An Ontology of Annihilation

In The Order of Things (1966) Michel Foucault notes that in 19th century thought ‘life becomes a fundamental force’: one of movement opposed to immobility, time to space, and the secret wish to the visible expression. [3] The power of this ‘savage ontology’ lies in the fact that the mobility and excess allows it to encompass and fold within itself all that which would seem opposed to life. In this ontology Being and non-Being, Life and Death, Positivity and Negativity, are melded together. The pulsing force of life is not one that simply invigorates and instantiating forms, but also saps all forms from within, eroding and destroying them. Contrary to the usual alignment of life with growth and development, Foucault argues that it is an ‘ontology of annihilation’ that overturns and revolutionizes everything it confronts. [4] In particular, contrary to the thinking of political economy, this excess of life refuses and destroys any discourse of need, limit, and individuality. Life is an infinite duration, a ruptural intervention, the dissipation of consciousness, and so departs from a discourse of political economy.
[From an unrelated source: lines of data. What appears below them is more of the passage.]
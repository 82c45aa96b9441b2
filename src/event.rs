use chrono::{DateTime, TimeZone, Utc};
use serde::{Deserialize, Serialize};
use serde_json::Value;
use uuid::Uuid;

/// A synthetic log event, as published to the fake topic.
#[derive(Debug, Clone, PartialEq, Eq, Serialize, Deserialize)]
pub struct Event {
    /// Milliseconds since the Unix epoch at generation time
    pub time: i64,
    pub zip: Zip,
}

#[derive(Debug, Clone, PartialEq, Eq, Serialize, Deserialize)]
pub struct Zip {
    pub foo: String,
    pub bar: String,
}

impl Event {
    /// Renders the event in its wire format:
    /// `{ "time": 1000, "zip": { "foo": "AAAA", "bar":"BBBB" } }`
    pub fn render(&self) -> String {
        format!(
            "{{ \"time\": {}, \"zip\": {{ \"foo\": {}, \"bar\":{} }} }}",
            self.time,
            Value::from(self.zip.foo.as_str()),
            Value::from(self.zip.bar.as_str()),
        )
    }

    pub fn timestamp(&self) -> Option<DateTime<Utc>> {
        Utc.timestamp_millis_opt(self.time).single()
    }
}

pub trait Clock {
    fn now_millis(&self) -> i64;
}

#[derive(Debug, Default, Clone, Copy)]
pub struct SystemClock;

impl Clock for SystemClock {
    fn now_millis(&self) -> i64 {
        Utc::now().timestamp_millis()
    }
}

pub trait IdSource {
    fn next_id(&mut self) -> String;
}

#[derive(Debug, Default, Clone, Copy)]
pub struct UuidV4;

impl IdSource for UuidV4 {
    fn next_id(&mut self) -> String {
        Uuid::new_v4().to_string()
    }
}

pub struct EventGenerator<C = SystemClock, I = UuidV4> {
    clock: C,
    ids: I,
}

impl EventGenerator {
    pub fn new() -> Self {
        EventGenerator {
            clock: SystemClock,
            ids: UuidV4,
        }
    }
}

impl Default for EventGenerator {
    fn default() -> Self {
        Self::new()
    }
}

impl<C: Clock, I: IdSource> EventGenerator<C, I> {
    pub fn with_sources(clock: C, ids: I) -> Self {
        EventGenerator { clock, ids }
    }

    pub fn generate(&mut self) -> Event {
        let time = self.clock.now_millis();
        let foo = self.ids.next_id();
        let bar = self.ids.next_id();
        Event {
            time,
            zip: Zip { foo, bar },
        }
    }
}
What we can see here is life opposed to all the illusions of consciousness, all the limits of economy, and all the reified and static moments of power (Potera), in the name of the Power of life (Potenza).

Notes :

[1For a critical discussion of contemporary insurrectionary anarchism see Leonard Williams and Brad Thomson, ‘The Allure of Insurrection’, Anarchist Developments in Cultural Studies 1 (2011); 226-289,

[2Michel Foucault, The Order of Things (London: Tavistock/Routledge, 1974), p.303 (trans. mod.).

[3Foucault, Order, p.303.

[4Foucault, Order, p.303.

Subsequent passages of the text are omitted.